● YOUR TASK
Please reproduce exactly the line that carries "no FC link." and all remaining lines through the last line of the data, and write nothing else.

Records from a dataset
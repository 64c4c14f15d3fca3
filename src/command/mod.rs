//! Drone-side command dispatcher.
//!
//! Interprets every incoming `Cmd` frame against the live configuration and
//! replies with an ACK carrying the effective value, or a NACK carrying the
//! unchanged current value. SET handlers for encoder parameters are
//! transactional: the previous value is restored when the hardware rejects
//! the new one.
//!
//! Frames are funneled from the link receive task into a channel and
//! consumed by a single dispatcher task, so no handler ever races another.

use std::path::PathBuf;
use std::sync::{Arc, Mutex};
use std::time::Duration;

use tokio::sync::mpsc;
use tracing::{debug, error, info, warn};

use crate::camera::CameraManager;
use crate::config::{Codec, Config, RateControlMode};
use crate::encoder::{CameraTuning, EncoderControl, ServiceControl};
use crate::link::packet::{CommandFrame, CommandId, SubCommand};
use crate::link::LinkSender;
use crate::proxy::{parse_gs_ip, TunnelManager};

/// Where command replies go. [`LinkSender`] in production; tests record.
pub trait ReplySink: Send + Sync {
    fn reply(&self, cmd: CommandId, subcmd: u8, data: &[u8]);
}

impl ReplySink for LinkSender {
    fn reply(&self, cmd: CommandId, subcmd: u8, data: &[u8]) {
        if let Err(e) = self.send_cmd_raw(cmd, subcmd, data) {
            warn!(error = %e, subcmd, "failed to send command reply");
        }
    }
}

/// Everything a command can touch.
pub struct CommandDispatcher {
    config: Arc<Mutex<Config>>,
    encoder: Arc<dyn EncoderControl>,
    tuning: Arc<dyn CameraTuning>,
    cameras: Arc<Mutex<CameraManager>>,
    tunnels: TunnelManager,
    services: Arc<dyn ServiceControl>,
    sink: Arc<dyn ReplySink>,
    /// Flight-controller variant tag, e.g. "BTFL"; "UNK" when no FC link.
    fc_variant: String,
    /// Source for `RestoreDefault`.
    default_config_path: PathBuf,
}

● TASK RESULT
    /// Flight-controller variant tag, e.g. "BTFL"; "UNK" when no FC link.
    fc_variant: String,
    /// Source for `RestoreDefault`.
    default_config_path: PathBuf,
}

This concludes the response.